An example of what has been sent to coaches at Frankfort follows:
“We are in a 1:10 ratio of coach to athletes. This means that you can only have 10 kids present a at a time. If you have more than 10 kids on the team and you are the only coach, you have to stagger their arrival. Outdoor only. No weight room. If students are six feet apart, or actively conditioning, they do not need masks. If standing around, especially in groups, wear a mask. Coaches must wear a mask at all times, unless they are running with the kids.”
Additional guidance sent includes the following, “A coach may work with more than one group (because they will be wearing masks). You may have more than one coach working with a group, still limited to 10 students. You must stress to the kids that they cannot congregate during down time, or when they arrive or leave. You may use a ball, but no other equipment. You may use your flex days and have up to 10-hour sessions.”
An example of what has been communicated to football coaches and players at Keyser follows:
“All coaches will be required to wear a mask at all times. Student-athletes will be required to wear a mask from the moment they step out of their car or are dropped off until they are actually conditioning or performing drills. All activities will be conducted outdoors. We will be resuming activities in phase 1 guidelines. Social distancing protocol will be enforced. Student-athletes will have to wear masks in between drills, transitioning from any area to another, and after the session is over as they walk to their vehicle to leave.”

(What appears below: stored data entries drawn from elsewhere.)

impl Simulation {
    /// Evaluate `variable` over exactly `period`, on this simulation's branch
    pub(crate) fn evaluate(&mut self, variable: Arc<Variable>, period: Period) -> Result<CalculationOutcome> {
        let mut stack = CalculationStack::default();
        let result = self.evaluate_in(&mut stack, variable, period);
        self.purge_invalidated();
        result
    }

    /// Evaluate a request on top of the requests already in `stack`
    ///
    /// Formulas reach this through their context when they read a value that
    /// is not stored yet, so each formula body runs against real dependency
    /// values.
    pub(crate) fn evaluate_in(
        &mut self,
        stack: &mut CalculationStack,
        variable: Arc<Variable>,
        period: Period,
    ) -> Result<CalculationOutcome> {
        self.push_frame(stack, Arc::clone(&variable), period)?;
        let result = self.resolve(stack, &variable, period);
        stack.pop();
        {
            let mut tracer = tracers::lock(&self.tracer);
            if let Ok((outcome, _)) = &result {
                tracer.record_calculation_result(outcome.array());
            }
            tracer.record_calculation_end();
        }
        let (outcome, persist) = result?;
        self.persist(&variable, period, &outcome, persist)?;
        Ok(outcome)
    }

    fn push_frame(&mut self, stack: &mut CalculationStack, variable: Arc<Variable>, period: Period) -> Result<()> {
        if stack.frames.len() >= self.config.max_stack_depth {
            let stack_dump: Vec<String> = stack
                .stack_frames(&self.branch_name)
                .iter()
                .map(|f| format!("  {}", f))
                .collect();
            return Err(CalculationError::StackOverflow {
                depth: self.config.max_stack_depth,
                stack: stack_dump.join("\n"),
            });
        }
        tracers::lock(&self.tracer).record_calculation_start(&variable.name, period, &self.branch_name);
        stack.push(Frame { variable, period });
        Ok(())
    }

    fn resolve(
        &mut self,
        stack: &mut CalculationStack,
        variable: &Arc<Variable>,
        period: Period,
    ) -> Result<(CalculationOutcome, Persist)> {
        if self.is_neutralized(variable, period) {
            let default = self.default_array_for(variable);
            return Ok((CalculationOutcome::Neutralized(default), Persist::Nothing));
        }
        if let Some(value) = self.stored_value(variable, period)? {
            return Ok((CalculationOutcome::Success(value), Persist::Nothing));
        }
        if !variable.is_input_variable() {
            if let Some(cache) = &self.macro_cache {
                let count = self.entity_count(&variable.entity);
                if let Some(value) = cache.get(variable, period, &self.branch_name, count)? {
                    return Ok((CalculationOutcome::Success(value), Persist::Holder));
                }
            }
        }
        let mask = match &variable.defined_for {
            Some(condition) => {
                let entity = variable.entity.clone();
                let mask = self
                    .run_formula(stack, variable, period, |ctx| ctx.calculate_for(condition, period, &entity))?
                    .to_mask();
                if mask.iter().all(|inside| !inside) {
                    let default = self.finalize(variable, self.default_array_for(variable), None)?;
                    return Ok((CalculationOutcome::Success(default), Persist::Everywhere));
                }
                Some(mask)
            }
            None => None,
        };
        if let Some(outcome) = self.check_recursion(stack)? {
            return Ok((outcome, Persist::Nothing));
        }
        self.compute(stack, variable, period, mask.as_deref())
    }

    fn check_recursion(&mut self, stack: &CalculationStack) -> Result<Option<CalculationOutcome>> {
        let Some(top) = stack.frames.last() else {
            return Ok(None);
        };
        let key = top.key();
        if stack.exact.get(&key).copied().unwrap_or(0) > 1 {
            return Err(CalculationError::Cycle(stack.cycle_message(&self.branch_name)));
        }
        let earlier = stack.by_name.get(&key.0).copied().unwrap_or(1).saturating_sub(1);
        if earlier >= self.config.max_spiral_loops {
            let cut = self.cut_spiral(stack, &key.0);
            log::debug!(
                "{}; defaulting {}@{} and invalidating {} frames",
                CalculationError::Spiral(format!("{}@{}", key.0, key.1)),
                key.0,
                key.1,
                cut
            );
            let default = self.default_array_for(&top.variable);
            return Ok(Some(CalculationOutcome::DefaultedDueToSpiral(default)));
        }
        Ok(None)
    }

    /// Mark frames from the top of the stack down to the oldest occurrence of
    /// `name` involved in the spiral; their values are purged once the
    /// request completes
    fn cut_spiral(&mut self, stack: &CalculationStack, name: &str) -> usize {
        let mut seen = 0;
        let mut cut = 0;
        for frame in stack.frames.iter().rev() {
            self.invalidated.insert(frame.key());
            cut += 1;
            if frame.variable.name == name {
                seen += 1;
                if seen > self.config.max_spiral_loops {
                    break;
                }
            }
        }
        cut
    }

    fn compute(
        &mut self,
        stack: &mut CalculationStack,
        variable: &Arc<Variable>,
        period: Period,
        mask: Option<&[bool]>,
    ) -> Result<(CalculationOutcome, Persist)> {
        let formula = variable.get_formula(&period).cloned();
        let computed = self.run_formula(stack, variable, period, |ctx| match &formula {
            Some(Formula::Simple(f)) => f(ctx, period).map(Some),
            Some(Formula::WithParameters(f)) => {
                let parameters = ctx.parameters();
                f(ctx, period, &parameters).map(Some)
            }
            None if variable.adds.is_some() || variable.subtracts.is_some() => {
                sum_components(ctx, variable, period).map(Some)
            }
            None => Ok(None),
        })?;
        match computed {
            Some(array) => {
                let expected = self.entity_count(&variable.entity);
                if array.len() != expected {
                    return Err(CalculationError::InvalidArraySize {
                        variable: variable.name.clone(),
                        expected,
                        actual: array.len(),
                    });
                }
                let array = self.finalize(variable, array, mask)?;
                Ok((CalculationOutcome::Success(array), Persist::Everywhere))
            }
            None => self.fall_back(variable, period, mask),
        }
    }

    /// Uprating, carry-over or the default, for variables without a formula
    fn fall_back(
        &self,
        variable: &Variable,
        period: Period,
        mask: Option<&[bool]>,
    ) -> Result<(CalculationOutcome, Persist)> {
        let known = self.stored_periods(variable);
        if let Some(path) = &variable.uprating {
            if let Some(latest) = known.iter().max_by_key(|p| p.start()).copied() {
                if latest.start() < period.start() {
                    let value = self.uprate(variable, path, latest, period)?;
                    return Ok((CalculationOutcome::Success(value), Persist::Nothing));
                }
            }
        }
        if self.tax_benefit_system.auto_carry_over_input_variables && variable.output_mode.is_none() {
            let previous = known
                .iter()
                .filter(|p| p.start() < period.start())
                .max_by_key(|p| p.start())
                .copied();
            if let Some(previous) = previous {
                if let Some(value) = self.stored_value(variable, previous)? {
                    log::warn!(
                        "no value for '{}' at {}, carrying over the value of {}",
                        variable.name,
                        period,
                        previous
                    );
                    let value = self.finalize(variable, value, mask)?;
                    return Ok((CalculationOutcome::Success(value), Persist::Everywhere));
                }
            }
        }
        let default = self.finalize(variable, self.default_array_for(variable), mask)?;
        Ok((CalculationOutcome::Success(default), Persist::Everywhere))
    }

    fn uprate(&self, variable: &Variable, path: &str, latest: Period, period: Period) -> Result<Array> {
        let parameter = get_leaf(self.tax_benefit_system.parameters(), path)?;
        let index = |at: Period| {
            parameter.number_at(at.start()).ok_or_else(|| UpratingError::Value {
                parameter: path.to_string(),
                message: format!("no value at {} to uprate '{}' with", at.start(), variable.name),
            })
        };
        let before = index(latest)?;
        let now = index(period)?;
        if before == 0.0 {
            return Err(UpratingError::Value {
                parameter: path.to_string(),
                message: format!("cannot uprate '{}' from a zero index at {}", variable.name, latest.start()),
            }
            .into());
        }
        let factor = now / before;
        let base = self
            .stored_value(variable, latest)?
            .unwrap_or_else(|| self.default_array_for(variable));
        let uprated = Array::Float(base.to_f64().into_iter().map(|v| v * factor).collect());
        uprated
            .cast(variable.value_type, variable.possible_values.as_ref())
            .map_err(|message| CalculationError::formula(variable.name.clone(), message))
    }

    /// Apply the `defined_for` mask and cast to the variable's type
    fn finalize(&self, variable: &Variable, array: Array, mask: Option<&[bool]>) -> Result<Array> {
        let cast = |array: Array| {
            array
                .cast(variable.value_type, variable.possible_values.as_ref())
                .map_err(|message| CalculationError::formula(variable.name.clone(), message))
        };
        let array = cast(array)?;
        match mask {
            Some(mask) => {
                let default = cast(self.default_array_for(variable))?;
                array
                    .select(mask, &default)
                    .map_err(|message| CalculationError::formula(variable.name.clone(), message))
            }
            None => Ok(array),
        }
    }

    /// Run `body` with a formula context for the request on top of `stack`
    ///
    /// Parameters read by the body are added to the request's trace node.
    fn run_formula<T>(
        &mut self,
        stack: &mut CalculationStack,
        variable: &Variable,
        period: Period,
        body: impl FnOnce(&mut FormulaContext<'_>) -> Result<T>,
    ) -> Result<T> {
        let log = RefCell::new(Vec::new());
        let value = {
            let mut ctx = FormulaContext::new(self, stack, variable, period, &log);
            body(&mut ctx)?
        };
        if self.config.trace {
            let mut tracer = tracers::lock(&self.tracer);
            for access in log.into_inner() {
                tracer.record_parameter_access(&access.name, access.period, access.value);
            }
        }
        Ok(value)
    }

    /// Add a value read from the caches as a leaf of the current trace node
    pub(crate) fn trace_cached(&self, name: &str, period: Period, value: &Array) {
        if self.config.trace {
            tracers::lock(&self.tracer).record_cached(name, period, &self.branch_name, value);
        }
    }

    fn persist(
        &mut self,
        variable: &Arc<Variable>,
        period: Period,
        outcome: &CalculationOutcome,
        persist: Persist,
    ) -> Result<()> {
        if persist == Persist::Nothing {
            return Ok(());
        }
        let branch = self.branch_name.clone();
        self.holder_mut(variable)?
            .put_in_cache(outcome.array().clone(), period, &branch)?;
        let key = (variable.name.clone(), period);
        if persist == Persist::Everywhere && !variable.is_input_variable() && !self.invalidated.contains(&key) {
            if let Some(cache) = &self.macro_cache {
                cache.set(&key.0, key.1, &self.branch_name, outcome.array())?;
            }
        }
        Ok(())
    }

    /// Drop the values computed inside spirals
    fn purge_invalidated(&mut self) {
        let invalidated = std::mem::take(&mut self.invalidated);
        let branch = self.branch_name.clone();
        for (name, period) in invalidated {
            let Some(entity) = self.tax_benefit_system.variable(&name).map(|v| v.entity.clone()) else {
                continue;
            };
            if let Some(holder) = self.populations.get_mut(&entity).and_then(|p| p.holder_mut(&name)) {
                holder.delete_arrays(Some(period), &branch);
            }
        }
    }
}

The directives are clear and both schools, as always, have been adamant with coaches and players alike that all rules are to be followed. It’s also been made clear that there should be every expectation that all activities will closely be monitored by the school, by the board and by the Health Department.
The incentive is there to follow the guidelines, as it is likely the fate of fall sports in West Virginia, and Mineral County specifically will be directly linked to everyone’s adherence to the rules and the hopeful limiting of any future COVID-19 outbreaks. There has even been the additional stressing that student-athletes and coaches need to adhere to safety protocols when away from the field.
Coaches and student athletes, the ball, as they say, is in your court.